Personal information
- Date of birth: 25 August 1976 (age 49)
- Place of birth: Murska Sobota, SFR Yugoslavia
- Height: 1.92 m (6 ft 4 in)
- Position: Defender

Youth career
- Mura

Senior career*
- Years: Team / Apps / (Gls)
- 1996–1999: Mura / 84 / (20)
- 2000–2002: Maribor / 55 / (7)
- 2003: Al Sadd SC
- 2003–2005: Al-Arabi SC
- 2006: Nafta Lendava / 12 / (2)
- 2006–2007: Maribor / 31 / (1)
- 2007–2008: Luzern / 12 / (0)
- 2008–2011: Rudar Velenje / 99 / (11)
- 2011–2013: Mura 05 / 46 / (2)

International career
- 1999–2007: Slovenia / 26 / (0)

= Fabijan Cipot =

Slovenian footballer (born 1976)

Fabijan Cipot (born 25 August 1976) is a retired Slovenian football defender.

==Club career==
Cipot started his career at his hometown club Bakovci.
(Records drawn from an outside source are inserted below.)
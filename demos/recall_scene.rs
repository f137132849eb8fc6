// ABOUTME: Example application that recalls a lighting scene on a group
// ABOUTME: Shows client construction from a router address and a fire-and-forget action

use argh::FromArgs;
use helvarnet::{DEFAULT_PORT, RouterClient};
use std::error::Error;
use std::net::Ipv4Addr;
use tracing::Level;
use tracing_subscriber::FmtSubscriber;

/// Recall a scene on a group of devices
#[derive(FromArgs)]
struct CliArgs {
    /// whether or not to enable debug logging
    #[argh(switch, short = 'd')]
    debugging: bool,

    /// the router's IPv4 address
    #[argh(option, short = 'r')]
    router: String,

    /// the TCP port the router listens on (default: 50000)
    #[argh(option, short = 'p')]
    port: Option<u16>,

    /// the group to control
    #[argh(option, short = 'g')]
    group: u16,

    /// the scene block (default: 1)
    #[argh(option, short = 'b')]
    block: Option<u8>,

    /// the scene to recall
    #[argh(option, short = 's')]
    scene: u8,

    /// the fade time in hundredths of a second (default: 0)
    #[argh(option, short = 'f')]
    fade: Option<u32>,
}

#[tokio::main]
async fn main() -> Result<(), Box<dyn Error>> {
    let cli_args: CliArgs = argh::from_env();

    let level = if cli_args.debugging {
        Level::DEBUG
    } else {
        Level::INFO
    };
    let subscriber = FmtSubscriber::builder().with_max_level(level).finish();
    tracing::subscriber::set_global_default(subscriber).expect("setting default subscriber failed");

    let router: Ipv4Addr = cli_args.router.parse()?;
    let port = cli_args.port.unwrap_or(DEFAULT_PORT);
    let block = cli_args.block.unwrap_or(1);
    let fade = cli_args.fade.unwrap_or(0);

    let client = RouterClient::new(router, port);

    match client
        .recall_scene_on_group(cli_args.group, block, cli_args.scene, fade)
        .await
    {
        Ok(()) => {
            println!(
                "Recalled scene {}.{} on group {}",
                block, cli_args.scene, cli_args.group
            );
            Ok(())
        }
        Err(e) => {
            eprintln!("Failed to recall scene: {e}");
            Err(Box::<dyn Error>::from(e.to_string()))
        }
    }
}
As a youngster he moved to the nearby Mura. He made his Mura debut on 7 May 1997 in a 1. SNL tie with Rudar Velenje. In the following season he established himself as a regular first team player. In January 2000 he left Mura and signed with Maribor. After four seasons with Maribor, he moved to Qatar, where he played for Al-Sadd SC and Al-Arabi SC. After three seasons in Qatar, he returned to Europe. His trial in summer 2005 at Norwegian Brann ended with injury suffered in a friendly match against Birmingham City. He returned in spring 2006, playing for Nafta Lendava. In summer 2006 he signed with Maribor. After a year in Maribor, he moved to Swiss side Lucerne. In February 2008 he left Lucerne and signed with Rudar Velenje. In June 2011 he left Rudar Velenje and signed a contract with Mura 05.

==International career==
Cipot made his debut for Slovenia in a February 1999 friendly match against Switzerland, and earned a total of 26 caps.

==Personal life==
Cipot's sons Kai and Tio are also professional footballers.